Conceived by French scholar and activist Édouard de Laboulaye and wrought by French sculptor Frédéric Auguste Bartholdi, the Statue of Liberty not only represents the admiration of the people of France for America but equally illustrates the changing nature of liberty, including its racial dimensions, in French history. The idea of France as a land of freedom has been central to modern French identity, summarized by the famous slogan of the French Revolution, “liberté, égalité, fraternité,” in which liberty takes pride of place.4 In particular, the ideal of freedom has taken the political form of republicanism, emphasizing popular sovereignty and the rejection of aristocratic rule. Emerging out of the cauldron of the French Revolution, republicanism espoused a new vision of France, and indeed of all humanity, centered around individual liberty and political democracy. By the beginning of the twentieth century, republican ideology dominated French political culture, and it continues to do so to this day.5 The creation of republican hegemony took decades, however, involving a series of tumultuous political struggles throughout the nineteenth century. The Statue of Liberty was conceived and constructed during this era of republican apprenticeship in France, eventually symbolizing not just freedom in America but also the triumph of the republican ideal in the land of Liberty’s birth.
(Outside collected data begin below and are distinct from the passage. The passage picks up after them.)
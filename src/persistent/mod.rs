//! Persistent (immutable) nested maps.
//!
//! - [`Nested`]: Nested maps with path access, readable and writable through
//!   [`from_path_persistent`] lenses
//!
//! # Structural Sharing
//!
//! Every update returns a new version and leaves the original untouched.
//! Only the levels on the path to the change are copied; everything else is
//! shared between versions.
//!
//! # Examples
//!
//! ```rust
//! use focal::optics::SameRef;
//! use focal::persistent::Nested;
//! use focal::{path, record};
//! use focal::value::Value;
//!
//! let state = Nested::from(record! { "one" => 1, "two" => record! { "three" => 3 } });
//! let updated = state.set_in(&path!["one"], Nested::Leaf(Value::from(100)));
//!
//! assert_eq!(state.get_in(&path!["one"]), Nested::Leaf(Value::from(1)));
//! assert_eq!(updated.get_in(&path!["one"]), Nested::Leaf(Value::from(100)));
//! assert!(state.get_in(&path!["two"]).same_ref(&updated.get_in(&path!["two"])));
//! ```

mod nested;

pub use nested::Nested;
pub use nested::from_path_persistent;
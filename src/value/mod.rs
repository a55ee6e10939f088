//! Nested, read-mostly values that path lenses walk and rebuild.
//!
//! [`Value`] is the structure type of the library: a record/array/scalar tree
//! whose containers are shared through [`Arc`]. Cloning a value never
//! deep-copies, and every write performed by a lens produces a new top-level
//! value that reuses all untouched branches by reference.
//!
//! # Examples
//!
//! ```rust
//! use focal::record;
//! use focal::value::Value;
//!
//! let value = record! {
//!     "name" => "Alice",
//!     "address" => record! { "city" => "Tokyo" },
//!     "tags" => Value::array(["admin", "ops"]),
//! };
//!
//! assert_eq!(value.kind(), "record");
//! assert_eq!(value.get(&"name".into()), Some(&Value::from("Alice")));
//! ```

mod key;
mod record;
#[cfg(feature = "serde")]
mod serialization;

use std::sync::Arc;

pub use key::Key;
pub use key::Path;
pub use record::Record;

/// A nested immutable value.
///
/// `Absent` is the focus seen through a path that does not resolve. It is
/// distinct from `Null`, which is a present value. Records never store
/// `Absent` entries.
#[derive(Clone, Debug, Default, PartialEq)]
pub enum Value {
    /// No value at all.
    #[default]
    Absent,
    /// An explicit null.
    Null,
    /// A boolean.
    Bool(bool),
    /// A signed integer.
    Int(i64),
    /// A floating point number.
    Float(f64),
    /// An immutable string.
    String(Arc<str>),
    /// An immutable, shared array.
    Array(Arc<Vec<Value>>),
    /// An immutable, shared record.
    Record(Record),
}

impl Value {
    /// Builds an array value.
    pub fn array<I, V>(items: I) -> Self
    where
        I: IntoIterator<Item = V>,
        V: Into<Self>,
    {
        Self::Array(Arc::new(items.into_iter().map(Into::into).collect()))
    }

    /// Builds a record value.
    pub fn record<I, K, V>(fields: I) -> Self
    where
        I: IntoIterator<Item = (K, V)>,
        K: Into<Arc<str>>,
        V: Into<Self>,
    {
        Self::Record(fields.into_iter().collect())
    }

    /// Returns `true` for [`Value::Absent`].
    pub const fn is_absent(&self) -> bool {
        matches!(self, Self::Absent)
    }

    /// Returns `true` for records and arrays.
    pub const fn is_container(&self) -> bool {
        matches!(self, Self::Record(_) | Self::Array(_))
    }

    /// Returns a short name for the variant, used in error messages.
    pub const fn kind(&self) -> &'static str {
        match self {
            Self::Absent => "absent",
            Self::Null => "null",
            Self::Bool(_) => "bool",
            Self::Int(_) => "int",
            Self::Float(_) => "float",
            Self::String(_) => "string",
            Self::Array(_) => "array",
            Self::Record(_) => "record",
        }
    }

    /// Returns the child owned at `key`, if any.
    ///
    /// Records answer field keys (and index keys by their decimal name);
    /// arrays answer integer-like keys within bounds. Every other value owns
    /// nothing.
    pub fn get(&self, key: &Key) -> Option<&Self> {
        match self {
            Self::Record(record) => record.get(&key.field_name()),
            Self::Array(items) => key.as_index().and_then(|index| items.get(index)),
            _ => None,
        }
    }

    /// Returns the record, if this is one.
    pub const fn as_record(&self) -> Option<&Record> {
        match self {
            Self::Record(record) => Some(record),
            _ => None,
        }
    }

    /// Returns the array items, if this is an array.
    pub fn as_array(&self) -> Option<&[Self]> {
        match self {
            Self::Array(items) => Some(items.as_slice()),
            _ => None,
        }
    }

    /// Returns the integer, if this is one.
    pub const fn as_i64(&self) -> Option<i64> {
        match self {
            Self::Int(number) => Some(*number),
            _ => None,
        }
    }

    /// Returns the number as a float, for both integers and floats.
    #[allow(clippy::cast_precision_loss)]
    pub const fn as_f64(&self) -> Option<f64> {
        match self {
            Self::Int(number) => Some(*number as f64),
            Self::Float(number) => Some(*number),
            _ => None,
        }
    }

    /// Returns the boolean, if this is one.
    pub const fn as_bool(&self) -> Option<bool> {
        match self {
            Self::Bool(flag) => Some(*flag),
            _ => None,
        }
    }

    /// Returns the string slice, if this is a string.
    pub fn as_str(&self) -> Option<&str> {
        match self {
            Self::String(text) => Some(&**text),
            _ => None,
        }
    }

    /// Reference identity.
    ///
    /// Containers are identical when they share storage. Scalars have no
    /// identity of their own and compare by value.
    pub fn same_ref(&self, other: &Self) -> bool {
        match (self, other) {
            (Self::Record(left), Self::Record(right)) => left.ptr_eq(right),
            (Self::Array(left), Self::Array(right)) => Arc::ptr_eq(left, right),
            (Self::Record(_) | Self::Array(_), _) | (_, Self::Record(_) | Self::Array(_)) => false,
            (left, right) => left == right,
        }
    }
}

impl From<bool> for Value {
    fn from(flag: bool) -> Self {
        Self::Bool(flag)
    }
}

impl From<i32> for Value {
    fn from(number: i32) -> Self {
        Self::Int(i64::from(number))
    }
}

impl From<i64> for Value {
    fn from(number: i64) -> Self {
        Self::Int(number)
    }
}

impl From<f64> for Value {
    fn from(number: f64) -> Self {
        Self::Float(number)
    }
}

impl From<&str> for Value {
    fn from(text: &str) -> Self {
        Self::String(Arc::from(text))
    }
}

impl From<String> for Value {
    fn from(text: String) -> Self {
        Self::String(Arc::from(text))
    }
}

impl From<Arc<str>> for Value {
    fn from(text: Arc<str>) -> Self {
        Self::String(text)
    }
}

impl From<Record> for Value {
    fn from(record: Record) -> Self {
        Self::Record(record)
    }
}

impl From<Vec<Self>> for Value {
    fn from(items: Vec<Self>) -> Self {
        Self::Array(Arc::new(items))
    }
}

impl<T: Into<Self>> From<Option<T>> for Value {
    fn from(value: Option<T>) -> Self {
        value.map_or(Self::Absent, Into::into)
    }
}

/// Builds a record [`Value`] from `name => value` pairs.
///
/// Values go through `Into<Value>`, so literals and nested `record!` calls
/// mix freely.
///
/// # Examples
///
/// ```rust
/// use focal::record;
/// use focal::value::Value;
///
/// let value = record! { "a" => record! { "b" => 1 }, "c" => true };
/// assert_eq!(
///     value,
///     Value::record([
///         ("a", Value::record([("b", 1)])),
///         ("c", Value::from(true)),
///     ])
/// );
///
/// assert_eq!(record! {}, Value::Record(Default::default()));
/// ```
#[macro_export]
macro_rules! record {
    () => {
        $crate::value::Value::Record($crate::value::Record::new())
    };
    ($($name:expr => $value:expr),+ $(,)?) => {
        $crate::value::Value::Record(
            [$(($name, $crate::value::Value::from($value))),+]
                .into_iter()
                .collect::<$crate::value::Record>(),
        )
    };
}

#[cfg(test)]
mod tests {
    use super::*;
    use crate::record;
    use rstest::rstest;

    #[rstest]
    fn test_same_ref_for_shared_containers() {
        let value = record! { "a" => 1 };
        let copy = value.clone();
        let rebuilt = record! { "a" => 1 };

        assert!(value.same_ref(&copy));
        assert!(!value.same_ref(&rebuilt));
        assert_eq!(value, rebuilt);
    }

    #[rstest]
    #[case(Value::from(1), Value::from(1), true)]
    #[case(Value::from("x"), Value::from("x"), true)]
    #[case(Value::from(1), Value::from(2), false)]
    #[case(Value::Absent, Value::Absent, true)]
    #[case(Value::Null, Value::Absent, false)]
    fn test_same_ref_for_scalars(#[case] left: Value, #[case] right: Value, #[case] expected: bool) {
        assert_eq!(left.same_ref(&right), expected);
    }

    #[rstest]
    fn test_get_resolves_integer_like_keys() {
        let array = Value::array([10, 20, 30]);
        assert_eq!(array.get(&Key::from("1")), Some(&Value::from(20)));
        assert_eq!(array.get(&Key::Index(3)), None);

        let record = record! { "0" => "zero" };
        assert_eq!(record.get(&Key::Index(0)), Some(&Value::from("zero")));
    }

    #[rstest]
    fn test_scalars_own_nothing() {
        assert_eq!(Value::from(5).get(&Key::from("a")), None);
        assert_eq!(Value::Absent.get(&Key::from("a")), None);
    }

    #[rstest]
    fn test_option_conversion() {
        assert_eq!(Value::from(None::<i32>), Value::Absent);
        assert_eq!(Value::from(Some(3)), Value::from(3));
    }
}
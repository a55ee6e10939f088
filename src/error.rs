//! Error types for lens operations.
//!
//! Reads never fail: a path that does not resolve yields
//! [`Value::Absent`](crate::value::Value::Absent). Writes fail only when the
//! caller breaks a lens contract, and every such case is a [`LensError`].

use crate::value::Key;

/// Errors raised by lens writes and lens constructors.
///
/// # Examples
///
/// ```rust
/// use focal::error::LensError;
/// use focal::optics::{Lens, read_only};
/// use focal::value::Value;
///
/// let kind = read_only(|value: &Value| Value::from(value.kind()));
/// let error = kind.set(Value::from("abc"), Value::from("int")).unwrap_err();
///
/// assert_eq!(error, LensError::ReadOnly);
/// assert_eq!(error.to_string(), "cannot write through a read-only lens");
/// ```
#[derive(Debug, Clone, PartialEq, Eq, thiserror::Error)]
#[non_exhaustive]
pub enum LensError {
    /// The write call shape was used on a lens built without a setter.
    #[error("cannot write through a read-only lens")]
    ReadOnly,

    /// `compose` was given no lenses to compose.
    #[error("cannot compose an empty sequence of lenses")]
    EmptyComposition,

    /// A strict path write met a scalar where a container was expected.
    #[error("cannot write key `{key}` at depth {depth}: found {found}, expected a container")]
    NotAContainer {
        /// The key that could not be written.
        key: Key,
        /// Position of `key` within the path.
        depth: usize,
        /// Kind of the value found in place of a container.
        found: &'static str,
    },

    /// A combined lens was written with a focus that is not a record.
    #[error("combined lens expects a record focus, found {found}")]
    FocusNotRecord {
        /// Kind of the focus that was supplied.
        found: &'static str,
    },
}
Republicanism as a political idea goes back to antiquity, notably the Roman Republic, and played a prominent role during the Renaissance with the rise of republican city-states like Florence and Venice.6 In the early modern era, republican nation-states emerged in the Netherlands and in revolutionary England under Oliver Cromwell.7 During the Enlightenment, French intellectuals such as Montesquieu and Rousseau developed republican politics in opposition to absolute monarchy, at times aligning it with liberal ideology.8 But it was the French Revolution that created the first republican political movement in France, one destined to shape the future of the nation in the modern era. It also underscored a key theme in the history of republicanism: its association with political extremism and violence. Like Cromwell’s seventeenth-century Commonwealth, the First French Republic of 1794 grew out of regicide; the people became sovereign by executing the king and abolishing the monarchy. Radical measures such as the de-establishment of the Catholic Church and the abolition of slavery in France’s colonies also gave republicanism a revolutionary air. The overthrow of the republic by a military dictator, Napoleon III, further underscored the violence and instability of the movement.9
Throughout the nineteenth century, republicans in France struggled with the movement’s revolutionary heritage. French political history in the 1800s seems like a crazy quilt of republics, dictatorships, and empires, constantly interrupted by revolutionary upheavals: rebels overthrew the national government in 1830, 1848, and 1870.10 At the base of the turmoil, however, was the core tension between republicanism and liberalism, between the emphasis on democracy and the stress on individual freedom. Not for nothing did the liberal prime minister of the July Monarchy, François Guizot, scornfully dismiss those campaigning for universal suffrage by saying that if they wanted to vote, they should get rich.11 How could the radical vision of democracy championed by the Jacobin republic and the sans-culottes of the French Revolution coexist with property rights, the rule of law, and civil liberties?12
The contrast between these two visions of republicanism formed part of the broader struggle throughout Europe and beyond to reconcile popular sovereignty and private property, a struggle that would ultimately create the powerful compromise we know as liberal democracy. In order for republicanism to win the allegiance of the affluent bourgeoisie in particular and the majority of the French population in general, it ultimately had to shed its revolutionary trappings and come to terms with the nation’s established order. The ideal of “the social republic,” a republicanism that emphasized social equality and justice, had to be suppressed, by force of arms if necessary.13 Not until the creation of the Third Republic in 1870 did French republicanism succeed in making this key ideological shift, and not until the republicans’ victory in the Dreyfus Affair at the end of the century did republicanism become the uncontested dominant political ideology and culture in France.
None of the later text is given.